*Task statement*
All records that follow are to be restated exactly.

■ ■ ■ ■ ■ ■ ■

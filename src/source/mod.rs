//! Live byte sources the monitor can follow.
//!
//! This module provides a trait-based abstraction over a continuously
//! growing byte stream (a tailed file, stdin, a socket, or an in-memory
//! channel) so the monitor never has to spawn an external follower.

mod channel;
mod file;
mod stream;

pub use channel::ChannelSource;
pub use file::FileSource;
pub use stream::StreamSource;

use std::fmt::Debug;
use std::io;

/// Trait for reading raw bytes from a live, growing source.
///
/// # Example
///
/// ```no_run
/// use tailspeed::{FileSource, LiveSource};
///
/// let mut source = FileSource::open("logs/data-collection.log")?;
/// let mut buf = [0u8; 4096];
/// if source.is_alive() {
///     let n = source.read_bytes(&mut buf)?;
///     println!("read {} new bytes", n);
/// }
/// # Ok::<(), std::io::Error>(())
/// ```
pub trait LiveSource: Send + Debug {
    /// Read whatever bytes are available into `buf`.
    ///
    /// Returns `Ok(0)` when nothing is available right now. That is not
    /// end of stream; callers must consult [`LiveSource::is_alive`].
    fn read_bytes(&mut self, buf: &mut [u8]) -> io::Result<usize>;

    /// Whether the source may still produce bytes.
    fn is_alive(&self) -> bool;

    /// Forcefully terminate the source. Idempotent.
    fn terminate(&mut self);

    /// Returns a human-readable description of the source.
    fn description(&self) -> &str;
}

impl<S: LiveSource + ?Sized> LiveSource for Box<S> {
    fn read_bytes(&mut self, buf: &mut [u8]) -> io::Result<usize> {
        (**self).read_bytes(buf)
    }

    fn is_alive(&self) -> bool {
        (**self).is_alive()
    }

    fn terminate(&mut self) {
        (**self).terminate()
    }

    fn description(&self) -> &str {
        (**self).description()
    }
}
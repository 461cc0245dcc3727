use std::path::PathBuf;
use std::time::Duration;

use anyhow::Result;
use crossterm::event::{self, Event, KeyCode, KeyEvent, KeyModifiers, MouseEvent, MouseEventKind};

use crate::app::App;

/// File written by the export key.
pub const EXPORT_PATH: &str = "tailspeed_export.json";

/// Poll for events with a timeout
pub fn poll_event(timeout: Duration) -> Result<Option<Event>> {
    if event::poll(timeout)? {
        Ok(Some(event::read()?))
    } else {
        Ok(None)
    }
}

/// Handle a key event
pub fn handle_key_event(app: &mut App, key: KeyEvent) {
    // If help is shown, any key closes it
    if app.show_help {
        app.show_help = false;
        return;
    }

    match key.code {
        KeyCode::Char('q') | KeyCode::Esc => app.quit(),
        KeyCode::Char('c') if key.modifiers.contains(KeyModifiers::CONTROL) => app.quit(),

        KeyCode::Char('?') => app.toggle_help(),

        // Averaging interval
        KeyCode::Char('[') => app.shrink_interval(),
        KeyCode::Char(']') => app.grow_interval(),

        // Navigation
        KeyCode::Up | KeyCode::Char('k') => app.select_prev(),
        KeyCode::Down | KeyCode::Char('j') => app.select_next(),
        KeyCode::Home => app.select_first(),
        KeyCode::End => app.select_last(),

        KeyCode::Char('e') => {
            let export_path = PathBuf::from(EXPORT_PATH);
            match app.export_window(&export_path) {
                Ok(()) => {
                    app.set_status_message(format!("Exported to {}", export_path.display()));
                }
                Err(e) => {
                    app.set_status_message(format!("Export failed: {}", e));
                }
            }
        }

        _ => {}
    }
}

/// Handle mouse events
pub fn handle_mouse_event(app: &mut App, mouse: MouseEvent) {
    match mouse.kind {
        MouseEventKind::ScrollUp => app.select_prev(),
        MouseEventKind::ScrollDown => app.select_next(),
        _ => {}
    }
}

■ ■ ■ ■ ■ ■ ■

*The completed task*
filename src/source/mod.rs
//! Live byte sources the monitor can follow.
//!
//! This module provides a trait-based abstraction over a continuously
//! growing byte stream (a tailed file, stdin, a socket, or an in-memory
//! channel) so the monitor never has to spawn an external follower.

mod channel;
mod file;
mod stream;

pub use channel::ChannelSource;
pub use file::FileSource;
pub use stream::StreamSource;

use std::fmt::Debug;
use std::io;

/// Trait for reading raw bytes from a live, growing source.
///
/// # Example
///
/// ```no_run
/// use tailspeed::{FileSource, LiveSource};
///
/// let mut source = FileSource::open("logs/data-collection.log")?;
/// let mut buf = [0u8; 4096];
/// if source.is_alive() {
///     let n = source.read_bytes(&mut buf)?;
///     println!("read {} new bytes", n);
/// }
/// # Ok::<(), std::io::Error>(())
/// ```
pub trait LiveSource: Send + Debug {
    /// Read whatever bytes are available into `buf`.
    ///
    /// Returns `Ok(0)` when nothing is available right now. That is not
    /// end of stream; callers must consult [`LiveSource::is_alive`].
    fn read_bytes(&mut self, buf: &mut [u8]) -> io::Result<usize>;

    /// Whether the source may still produce bytes.
    fn is_alive(&self) -> bool;

    /// Forcefully terminate the source. Idempotent.
    fn terminate(&mut self);

    /// Returns a human-readable description of the source.
    fn description(&self) -> &str;
}

impl<S: LiveSource + ?Sized> LiveSource for Box<S> {
    fn read_bytes(&mut self, buf: &mut [u8]) -> io::Result<usize> {
        (**self).read_bytes(buf)
    }

    fn is_alive(&self) -> bool {
        (**self).is_alive()
    }

    fn terminate(&mut self) {
        (**self).terminate()
    }

    fn description(&self) -> &str {
        (**self).description()
    }
}
repository 461cc0245dcc3727
use std::path::PathBuf;
use std::time::Duration;

use anyhow::Result;
use crossterm::event::{self, Event, KeyCode, KeyEvent, KeyModifiers, MouseEvent, MouseEventKind};

use crate::app::App;

/// File written by the export key.
pub const EXPORT_PATH: &str = "tailspeed_export.json";

/// Poll for events with a timeout
pub fn poll_event(timeout: Duration) -> Result<Option<Event>> {
    if event::poll(timeout)? {
        Ok(Some(event::read()?))
    } else {
        Ok(None)
    }
}

/// Handle a key event
pub fn handle_key_event(app: &mut App, key: KeyEvent) {
    // If help is shown, any key closes it
    if app.show_help {
        app.show_help = false;
        return;
    }

    match key.code {
        KeyCode::Char('q') | KeyCode::Esc => app.quit(),
        KeyCode::Char('c') if key.modifiers.contains(KeyModifiers::CONTROL) => app.quit(),

        KeyCode::Char('?') => app.toggle_help(),

        // Averaging interval
        KeyCode::Char('[') => app.shrink_interval(),
        KeyCode::Char(']') => app.grow_interval(),

        // Navigation
        KeyCode::Up | KeyCode::Char('k') => app.select_prev(),
        KeyCode::Down | KeyCode::Char('j') => app.select_next(),
        KeyCode::Home => app.select_first(),
        KeyCode::End => app.select_last(),

        KeyCode::Char('e') => {
            let export_path = PathBuf::from(EXPORT_PATH);
            match app.export_window(&export_path) {
                Ok(()) => {
                    app.set_status_message(format!("Exported to {}", export_path.display()));
                }
                Err(e) => {
                    app.set_status_message(format!("Export failed: {}", e));
                }
            }
        }

        _ => {}
    }
}

/// Handle mouse events
pub fn handle_mouse_event(app: &mut App, mouse: MouseEvent) {
    match mouse.kind {
        MouseEventKind::ScrollUp => app.select_prev(),
        MouseEventKind::ScrollDown => app.select_next(),
        _ => {}
    }
}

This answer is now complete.